What the task requires: Give back exactly the lines of the data below, starting with the line that has "assign: id, loops" and going on through the line that has "let init = *graph[a.acc].src.first().ok_or_else(||".

Records shown:
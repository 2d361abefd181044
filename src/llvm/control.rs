// This module synthesizes basic blocks for the structured control-flow nodes. A Range
// opens four labeled blocks keyed by its loop id (entry, body, latch, exit): the range
// itself emits the branch into entry, the branch into body and the induction-variable
// phi, and the matching EndRange emits the latch (increment, unsigned bound test, back
// edge) and the exit label that later nodes fall through into. Conditionals branch into
// an ifbody block and rejoin at ifskip; masked loads get their own entry/load/exit
// triangle with a phi choosing between the loaded value and the default.
//
// Accumulators need names before their loop body is emitted, because the latch edge of
// the accumulator phi refers to the value assigned at the end of the body. Pass 1
// (plan_accumulators) walks the whole graph before any emission: every Assign reserves
// one %assignN symbol shared by the assignment and its right-hand side, and records which
// ranges its accumulator is carried across. Pass 2 reads that plan to emit one phi per
// (range, accumulator) pair right after the induction phi and to rebind the accumulator
// to that phi for the rest of the body.

//! Loop, conditional and masked-load lowering plus accumulator planning.

use hashbrown::{HashMap, HashSet};
use log::trace;

use crate::core::error::{CompileError, CompileResult};
use crate::core::node::{Arg, Graph, NodeId, Op};
use crate::core::pattern::{Match, Pattern, Rule, RuleSet};
use crate::core::session::LoweringSession;
use crate::core::target::{PrepassFn, SelectFn};

use super::rules::{rule, Renderer};
use super::types::ldt;

/// One accumulator and the assignment that updates it.
#[derive(Debug, Clone, PartialEq)]
pub struct Accumulator {
    pub acc: NodeId,
    /// Right-hand side of the assignment; its symbol is shared with `assign`.
    pub value: NodeId,
    pub assign: NodeId,
    /// Ranges the accumulator is carried across, outermost first.
    pub loops: Vec<NodeId>,
}

/// Result of pass 1, read-only during emission.
#[derive(Debug, Clone, Default)]
pub struct AccumulatorPlan {
    accs: Vec<Accumulator>,
    reserved: HashSet<NodeId>,
}

impl AccumulatorPlan {
    pub fn accumulators(&self) -> &[Accumulator] {
        &self.accs
    }

    /// Accumulators carried across `range`, in assignment order.
    pub fn for_range(&self, range: NodeId) -> impl Iterator<Item = &Accumulator> {
        self.accs.iter().filter(move |a| a.loops.contains(&range))
    }

    /// Whether `id` is the right-hand side of an assignment.
    pub fn is_reserved(&self, id: NodeId) -> bool {
        self.reserved.contains(&id)
    }

    pub fn len(&self) -> usize {
        self.accs.len()
    }

    pub fn is_empty(&self) -> bool {
        self.accs.is_empty()
    }
}

/// Pass 1: reserve accumulator names and run the target prepass.
pub fn plan_accumulators(
    graph: &Graph,
    session: &mut LoweringSession<'_>,
    prepass: Option<PrepassFn>,
) -> CompileResult<AccumulatorPlan> {
    let mut plan = AccumulatorPlan::default();
    let mut assigned: HashMap<NodeId, NodeId> = HashMap::new();
    for (id, node) in graph.iter() {
        if node.op == Op::Assign {
            let (acc, value) = (node.src[0], node.src[1]);
            if assigned.insert(acc, id).is_some() {
                return Err(CompileError::DuplicateAssign { acc });
            }
            // Assignments sharing a right-hand side share its symbol.
            let name = match session.lookup(value) {
                Some(name) if plan.reserved.contains(&value) => name,
                _ => session.fresh("assign"),
            };
            session.bind(id, name);
            session.bind(value, name);
            let loops = match graph[acc].op {
                Op::DefineAcc => {
                    let ranges = graph[acc].src.get(1..).ok_or_else(|| CompileError::InvalidNode {
                        node: acc,
                        reason: "accumulator without an initial value".to_string(),
                    })?;
                    ranges.iter().copied().filter(|&r| graph[r].op == Op::Range).collect()
                }
                _ => Vec::new(),
            };
            trace!("accumulator {} assigned by {} as {}, carried across {:?}", acc, id, name, loops);
            plan.reserved.insert(value);
            plan.accs.push(Accumulator { acc, value, assign: id, loops });
        }
        if let Some(hook) = prepass {
            hook(session, graph, id)?;
        }
    }
    Ok(plan)
}

/// Pass 2 helper: the accumulator phis that follow `range`'s induction phi.
pub fn accumulator_phis(
    graph: &Graph,
    session: &mut LoweringSession<'_>,
    plan: &AccumulatorPlan,
    range: NodeId,
) -> CompileResult<Vec<String>> {
    let id = loop_id(graph, range)?;
    let mut lines = Vec::new();
    for a in plan.for_range(range) {
        let init = *graph[a.acc].src.first().ok_or_else(|| CompileError::InvalidNode {
            node: a.acc,
            reason: "accumulator without an initial value".to_string(),
        })?;
        let entry = session.lookup(a.acc).or_else(|| session.lookup(init)).ok_or_else(|| {
            CompileError::InvalidNode {
                node: a.acc,
                reason: format!("initial value of accumulator has no value at entry of loop {id}"),
            }
        })?;
        let latch = session.lookup(a.value).ok_or(CompileError::UndefinedOperand { node: a.assign, operand: a.value })?;
        let phi = session.fresh("acc");
        lines.push(format!(
            "  {phi} = phi {} [{entry}, %loop_entry_{id}], [{latch}, %loop_latch_{id}]",
            ldt(graph[a.acc].dtype)
        ));
        session.bind(a.acc, phi);
    }
    Ok(lines)
}

fn loop_id(graph: &Graph, range: NodeId) -> CompileResult<u32> {
    match graph[range].arg {
        Arg::Index(id) if graph[range].op == Op::Range => Ok(id),
        _ => Err(CompileError::InvalidNode { node: range, reason: "range without a loop id".to_string() }),
    }
}

fn range(r: &mut Renderer<'_, '_, '_>, m: &Match) -> CompileResult<Option<String>> {
    let x = m.root;
    let id = loop_id(r.graph(), x)?;
    let name = r.name(x)?;
    Ok(Some(format!(
        "  br label %loop_entry_{id}\nloop_entry_{id}:\n  br label %loop_body_{id}\nloop_body_{id}:\n  \
         {name} = phi {} [{}, %loop_entry_{id}], [{name}phi, %loop_latch_{id}]",
        r.ty(x),
        r.name(r.src(x, 0)?)?
    )))
}

fn end_range(r: &mut Renderer<'_, '_, '_>, m: &Match) -> CompileResult<Option<String>> {
    let (x, rng) = (m.root, m["range"]);
    let id = loop_id(r.graph(), rng)?;
    let (name, var, ty) = (r.name(x)?, r.name(rng)?, r.ty(rng));
    let end = r.name(r.src(rng, 1)?)?;
    Ok(Some(format!(
        "  br label %loop_latch_{id}\nloop_latch_{id}:\n  {var}phi = add {ty} {var}, 1\n  \
         {name} = icmp ult {ty} {var}phi, {end}\n  br i1 {name}, label %loop_body_{id}, label %loop_exit_{id}\nloop_exit_{id}:"
    )))
}

fn if_(r: &mut Renderer<'_, '_, '_>, m: &Match) -> CompileResult<Option<String>> {
    let x = m.root;
    let label = &r.name(x)?[1..];
    Ok(Some(format!(
        "  br i1 {}, label %ifbody_{label}, label %ifskip_{label}\nifbody_{label}:",
        r.name(r.src(x, 0)?)?
    )))
}

fn end_if(r: &mut Renderer<'_, '_, '_>, m: &Match) -> CompileResult<Option<String>> {
    let label = &r.name(m["if"])?[1..];
    Ok(Some(format!("  br label %ifskip_{label}\nifskip_{label}:")))
}

fn masked_load(r: &mut Renderer<'_, '_, '_>, m: &Match) -> CompileResult<Option<String>> {
    let x = m.root;
    let (name, ty) = (r.name(x)?, r.ty(x));
    let label = &name[1..];
    Ok(Some(format!(
        "  br label {name}_entry\n{label}_entry:\n  br i1 {}, label {name}_load, label {name}_exit\n{label}_load:\n  \
         {name}_yes = load {ty}, {}\n  br label {name}_exit\n{label}_exit:\n  \
         {name} = phi {ty} [{name}_yes, {name}_load], [{}, {name}_entry]",
        r.name(m["mask"])?,
        r.typed(m["idx"])?,
        r.name(m["alt"])?
    )))
}

/// Load through a masked index with a default value.
pub fn masked_load_rule() -> Rule<SelectFn> {
    let gated = Pattern::op(Op::Index).src(vec![Pattern::any(), Pattern::any(), Pattern::var("mask")]).or_casted("idx");
    rule(Pattern::op(Op::Load).src(vec![gated, Pattern::var("alt")]), masked_load)
}

/// Loop and conditional rules.
pub fn rules() -> RuleSet<SelectFn> {
    RuleSet::new(vec![
        rule(Pattern::op(Op::Range), range),
        rule(Pattern::op(Op::EndRange).src(vec![Pattern::op(Op::Range).named("range")]), end_range),
        rule(Pattern::op(Op::If), if_),
        rule(Pattern::op(Op::EndIf).src(vec![Pattern::op(Op::If).named("if")]), end_if),
    ])
}

#[cfg(test)]
mod tests {
    use super::*;
    use crate::core::dtype::DType;
    use bumpalo::Bump;

    fn sum_loop() -> (Graph, NodeId, NodeId, NodeId) {
        let mut g = Graph::new();
        let buf = g.define_global(0, DType::F32.ptr_sized(4)).unwrap();
        let zero = g.const_int(DType::I32, 0).unwrap();
        let four = g.const_int(DType::I32, 4).unwrap();
        let init = g.const_float(DType::F32, 0.0).unwrap();
        let rng = g.range(0, zero, four).unwrap();
        let acc = g.define_acc(init, &[rng]).unwrap();
        let idx = g.index(buf, rng).unwrap();
        let ld = g.load(idx).unwrap();
        let sum = g.alu(Op::Add, acc, ld).unwrap();
        let asg = g.assign(acc, sum).unwrap();
        g.end_range(rng).unwrap();
        (g, rng, acc, asg)
    }

    #[test]
    fn test_plan_reserves_shared_name() {
        let (g, rng, acc, asg) = sum_loop();
        let arena = Bump::new();
        let mut s = LoweringSession::new(&arena);
        let plan = plan_accumulators(&g, &mut s, None).unwrap();
        assert_eq!(plan.len(), 1);
        let a = &plan.accumulators()[0];
        assert_eq!((a.acc, a.assign, a.loops.clone()), (acc, asg, vec![rng]));
        assert_eq!(s.lookup(asg), Some("%assign0"));
        assert_eq!(s.lookup(a.value), Some("%assign0"));
        assert!(plan.is_reserved(a.value));
        assert_eq!(plan.for_range(rng).count(), 1);
    }

    #[test]
    fn test_duplicate_assign_is_rejected() {
        let (mut g, _, acc, _) = sum_loop();
        let one = g.const_float(DType::F32, 1.0).unwrap();
        g.assign(acc, one).unwrap();
        let arena = Bump::new();
        let mut s = LoweringSession::new(&arena);
        let err = plan_accumulators(&g, &mut s, None).unwrap_err();
        assert_eq!(err, CompileError::DuplicateAssign { acc });
    }

    #[test]
    fn test_accumulator_phi_uses_entry_and_latch_values() {
        let (g, rng, acc, _) = sum_loop();
        let arena = Bump::new();
        let mut s = LoweringSession::new(&arena);
        let plan = plan_accumulators(&g, &mut s, None).unwrap();
        s.bind(g[acc].src[0], "0.0");
        let phis = accumulator_phis(&g, &mut s, &plan, rng).unwrap();
        assert_eq!(phis, vec!["  %acc1 = phi float [0.0, %loop_entry_0], [%assign0, %loop_latch_0]".to_string()]);
        assert_eq!(s.lookup(acc), Some("%acc1"));
    }
}
//! Error types for the backpack engine.

use thiserror::Error;

/// Errors raised while constructing domain values or mutating a backpack.
///
/// Core queries (`can_place`, `build_occupancy`, `organize`) never return these;
/// they answer with booleans and omissions instead.
#[derive(Debug, Clone, PartialEq, Eq, Error)]
pub enum Error {
    /// Shape matrix is empty, ragged, or has no occupied cell.
    #[error("Invalid shape: {0}")]
    InvalidShape(String),

    /// Grid dimensions are unusable.
    #[error("Invalid grid: {0}")]
    InvalidGrid(String),

    /// Catalog definition is inconsistent.
    #[error("Invalid catalog: {0}")]
    InvalidCatalog(String),

    /// Item type id is not present in the catalog.
    #[error("Unknown item type: {0}")]
    UnknownItemType(String),

    /// Instance id is already committed to the grid.
    #[error("Duplicate instance: {0}")]
    DuplicateInstance(String),

    /// Instance id is not committed to the grid.
    #[error("Unknown instance: {0}")]
    UnknownInstance(String),

    /// Footprint would leave the grid.
    #[error("Instance {instance} out of bounds at ({x}, {y})")]
    OutOfBounds {
        /// Instance being placed.
        instance: String,
        /// Requested column.
        x: i32,
        /// Requested row.
        y: i32,
    },

    /// Footprint would overlap a committed item.
    #[error("Instance {instance} collides with {other} at cell ({x}, {y})")]
    Collision {
        /// Instance being placed.
        instance: String,
        /// Committed instance owning the contested cell.
        other: String,
        /// Column of the first contested cell.
        x: usize,
        /// Row of the first contested cell.
        y: usize,
    },
}

/// Result type alias using the crate error.
pub type Result<T> = std::result::Result<T, Error>;

#[cfg(test)]
mod tests {
    use super::*;

    #[test]
    fn test_error_display() {
        let err = Error::Collision {
            instance: "boots-1".into(),
            other: "potion-1".into(),
            x: 0,
            y: 1,
        };
        assert_eq!(
            err.to_string(),
            "Instance boots-1 collides with potion-1 at cell (0, 1)"
        );

        let err = Error::OutOfBounds {
            instance: "sword".into(),
            x: -1,
            y: 3,
        };
        assert_eq!(err.to_string(), "Instance sword out of bounds at (-1, 3)");
    }
}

Response for this exercise:
            plan.accs.push(Accumulator { acc, value, assign: id, loops });
        }
        if let Some(hook) = prepass {
            hook(session, graph, id)?;
        }
    }
    Ok(plan)
}

/// Pass 2 helper: the accumulator phis that follow `range`'s induction phi.
pub fn accumulator_phis(
    graph: &Graph,
    session: &mut LoweringSession<'_>,
    plan: &AccumulatorPlan,
    range: NodeId,
) -> CompileResult<Vec<String>> {
    let id = loop_id(graph, range)?;
    let mut lines = Vec::new();
    for a in plan.for_range(range) {
        let init = *graph[a.acc].src.first().ok_or_else(|| CompileError::InvalidNode {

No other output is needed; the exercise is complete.